On sait depuis de début du siècle dernier que le berceau d’origine de la pomme dans le monde est très probablement l’Asie Centrale, plus précisément les pentes du Tian Shan (les montagnes célestes) au Kazakhstan, près d’Almaty. La route de la soie passait par là et ce serait ainsi, par des voleurs de pommes, que se serait propagée l’espèce tout au long des contrées traversées. La chape de plomb communiste a sanctuarisé l’endroit jusqu’en 1989 quand un généticien de la station de recherche de Geneva dans l’Etat de New York, Herb Aldwinckle, a enfin pu venir sur place commencer à prélever un peu du fabuleux patrimoine génétique disponible. La plupart des pommes cultivées aujourd’hui sont issues d’hybridations successives à partir de parents sans cesse moins nombreux. L’intérêt de venir puiser dans la forêt d’origine de malus Sieversii, c’est de pouvoir utiliser des caractéristiques de tolérance aux agressions extérieures bien plus élevées que celles dont nous disposons à ce jour. D’autres chercheurs, dont François Laurens pour la France, ont pris depuis le chemin d’Almaty pour rechercher les parents de futures variétés qui révolutionneront peut-être la production de la pomme dans le monde en ce qu’elles ne nécessiteront plus le recours à une protection phytosanitaire aussi dense qu’aujourd’hui.

 

Un très beau documentaire sur cette forêt de Tien Shan vient d’être diffusé sur Arte. Je mets pour ceux que cela peut intéresser le dossier de presse accessible en cliquant ici ainsi qu’un lien vers trois articles parus sur ces thèmes dans le Wall Street Journal, le National Géographic et le Cornell Daily Sun . Nous sommes en 2010 et pourtant nous découvrons émerveillés une incroyable histoire sur l’origine de la pomme. Des pommiers hauts de 35 mètres qui résistent aux agressions du climat et des parasites. Une sélection variétale au fil des millénaires qui se serait effectuée par les préférences de l’ours végétarien qui vit dans cette forêt. Les pépins de ses pommes préférées se retrouvant favorisées pour se développer plus vite dans le terreau de ses excréments.
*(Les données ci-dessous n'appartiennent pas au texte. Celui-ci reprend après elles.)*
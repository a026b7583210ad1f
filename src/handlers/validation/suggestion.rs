use super::similarity::distance;
use crate::models::reference::ReferenceSet;

/// Largest edit distance at which a popular domain is offered as a correction.
pub const DOMAIN_SUGGESTION_THRESHOLD: usize = 3;

/// Largest edit distance at which a popular TLD is offered as a correction.
pub const TLD_SUGGESTION_THRESHOLD: usize = 2;

/// The reference entry nearest to a queried string.
#[derive(Debug, Clone, Copy, PartialEq, Eq)]
pub struct SuggestionCandidate<'a> {
    pub value: &'a str,
    pub distance: usize,
}

/// Finds the member of `reference` with the smallest edit distance to
/// `candidate`.
///
/// Ties go to the lexicographically smallest member. Returns `None` for an
/// empty set.
pub fn nearest<'a>(candidate: &str, reference: &'a ReferenceSet) -> Option<SuggestionCandidate<'a>> {
    reference
        .iter()
        .map(|value| SuggestionCandidate {
            value,
            distance: distance(candidate, value),
        })
        .min_by_key(|c| c.distance)
}

/// Suggests a correction for `candidate` drawn from `reference`.
///
/// - an exact member needs no correction and yields `None`
/// - otherwise the nearest member is returned when its distance is at most
///   `threshold`, and `None` when it is further away or the set is empty
pub fn suggest<'a>(candidate: &str, reference: &'a ReferenceSet, threshold: usize) -> Option<&'a str> {
    if reference.contains(candidate) {
        return None;
    }

    nearest(candidate, reference)
        .filter(|c| c.distance <= threshold)
        .map(|c| c.value)
}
Et puis on apprend l’existence du professeur Aymak Djangaliev, agronome et généticien, qui a consacré toute sa vie à l’étude et à la protection des pommiers « malus sieversii » du Kazakhstan. C’est tout l’intérêt du documentaire que de mettre en perspective la richesse infinies de la nature avec les passions humaines, ô combien déterminantes pour la survie de l’espèce, qu’elle soit fruitière ou humaine. L’exemple de Nicolaï Vavilov (1887-1943) illustre le danger comme vous pouvez le constater à la lecture du dossier de presse.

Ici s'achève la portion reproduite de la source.